Most worrisome are the Polish hooligans, who on Web sites have declared themselves eager to earn a place among the English and Dutch as the most violent in Europe.

"We have 10,000 known soccer hooligans in Germany, 982 of them in Berlin," said Kai Nolle, an official with the Berlin Police World Cup security force. "They've all been put on notice. Polish hooligans aren't so easy to control. They use clubs and knives."

Because the cup is in Germany, neo-Nazis see a chance to prove they're still alive and goose-stepping. Much of the concern focuses on neo-Nazis turning out in support of the Iranian national team, as a sign of their new hero worship of Mahmoud Ahmadinejad, Iran's anti-Israel and Holocaust-denying president.

Deidre Berger, managing director of the American Jewish Committee in Berlin who studies neo-Nazi movements, said the danger is short-term, as rioting often follows neo-Nazi gatherings, and, more frighteningly, long term: political alliances between groups sharing anti-Semitic views, violent hooligans, neo-Nazis and Muslim extremists.

"I think there's a real danger of neo-Nazis from throughout Europe coming to Germany this summer," she said. "The cameras are going to make them look more of a force than they are, and they're going to meet and form alliances. I think it's a very dangerous time."

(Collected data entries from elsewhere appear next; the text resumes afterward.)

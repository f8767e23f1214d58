//! Document scripts and host events injected into the content.

use serde_json::{json, Value};

use crate::message::BridgeMessage;

/// Installs `window.__ttHost`, one channel over both engines' native
/// message APIs.
///
/// Outgoing messages use `window.ipc` (direct engine) when present and
/// `chrome.webview` (composed engine) otherwise. Incoming messages arrive
/// through `chrome.webview` message events or `__ttHost._deliver`.
pub const BRIDGE_INIT_SCRIPT: &str = r#"
(function () {
  if (window.__ttHost) return;
  var listeners = [];
  function deliver(data) {
    var msg = data;
    if (typeof msg === 'string') {
      try { msg = JSON.parse(msg); } catch (e) { return; }
    }
    for (var i = 0; i < listeners.length; i++) {
      try { listeners[i](msg); } catch (e) { console.error(e); }
    }
  }
  var webview = window.chrome && window.chrome.webview;
  if (webview && typeof webview.addEventListener === 'function') {
    webview.addEventListener('message', function (ev) { deliver(ev.data); });
  }
  window.__ttHost = {
    postMessage: function (obj) {
      if (window.ipc && typeof window.ipc.postMessage === 'function') {
        window.ipc.postMessage(JSON.stringify(obj));
      } else if (webview) {
        webview.postMessage(obj);
      }
    },
    addEventListener: function (fn) {
      if (typeof fn === 'function') listeners.push(fn);
    },
    removeEventListener: function (fn) {
      listeners = listeners.filter(function (l) { return l !== fn; });
    },
    _deliver: deliver
  };
})();
"#;

/// Publishes native host info and the auth token before any page script
/// runs.
pub fn native_info_script(host: &str, port: u16, token: &str) -> String {
    let info = json!({
        "token": token,
        "host": host,
        "port": port.to_string(),
        "scheme": "http",
    });
    let token_literal = Value::String(token.to_string());

    format!(
        r#"(function () {{
  window.__TINY_TORRENT_NATIVE__ = true;
  window.__TINY_TORRENT_NATIVE_INFO__ = {info};
  try {{
    var token = {token_literal};
    if (token) {{
      sessionStorage.setItem('tt-auth-token', token);
    }} else {{
      sessionStorage.removeItem('tt-auth-token');
    }}
  }} catch (e) {{}}
}})();"#
    )
}

/// Script that hands an encoded envelope to the content listeners.
///
/// Used by engines without a native host-to-content message API.
pub fn deliver_script(json: &str) -> String {
    let literal = Value::String(json.to_string());
    format!("window.__ttHost && window.__ttHost._deliver({literal});")
}

/// The `auth-token` event pushed after every navigation completion.
///
/// Returns `None` when there is no token to share.
pub fn auth_token_event(token: &str, host: &str, port: u16) -> Option<BridgeMessage> {
    if token.is_empty() {
        return None;
    }
    Some(BridgeMessage::event(
        "auth-token",
        json!({
            "token": token,
            "host": host,
            "port": port.to_string(),
            "scheme": "http",
        }),
    ))
}

// =============================================================================
// TESTS
// =============================================================================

Uwe-Karsten Heye, a former spokesman for the German chancellor, has warned "fans with a different skin color" to avoid certain parts of Brandenburg state outside Berlin, where neo-Nazis congregate.

Courts in Gelsenkirchen, Germany, have granted neo-Nazis the right to march in that city on Saturday, two days before the United States team will play there.

Then, there are concerns about al-Qaida and other Islamic jihadist organizations. To them, Germany and the World Cup represent the west they've sworn to destroy, and an event that draws not only millions of tourists but also the world's television cameras and reporters. It's been a year since last July's subway bombings, the last major terror strike in Europe.

Experts said that that attack and the attack a year earlier in Madrid were directed at major European capitols in conjunction with events attracting heavy media coverage: National elections in Spain that amounted to a referendum on the war in Iraq, and a G-8 summit made famous worldwide by music stars staging mass protest concerts.

"A World Cup is like a ready-made press conference," Ranstorp said. "All they've got to do is convince the cameras to swing away from the soccer game, and they know what that takes."

Christian Sachs, spokesman for Germany's Interior Ministry, which oversees national security planning, said security efforts had to take into consideration that "the fans are coming to enjoy the games, to have a great time."

Security around the 12 stadiums themselves will be extensive—metal detectors and bomb sniffing dogs and thickets of police, including 7,000 soldiers called in for support. Germany will have AWACS security airplanes in the air for all games, and fighter jet squadrons on alert and ready to fly within two minutes. There are no estimates of the cost, except it's likely to be extraordinary.

Police also are mindful that Germany has a proven link to al-Qaida. The September 11 terrorists that struck the World Trade Center and the Pentagon came from a sleeper cell in Hamburg. Police have since broken up other planned terrorist attacks, including a woman arrested last week for planning a suicide bombing in Iraq.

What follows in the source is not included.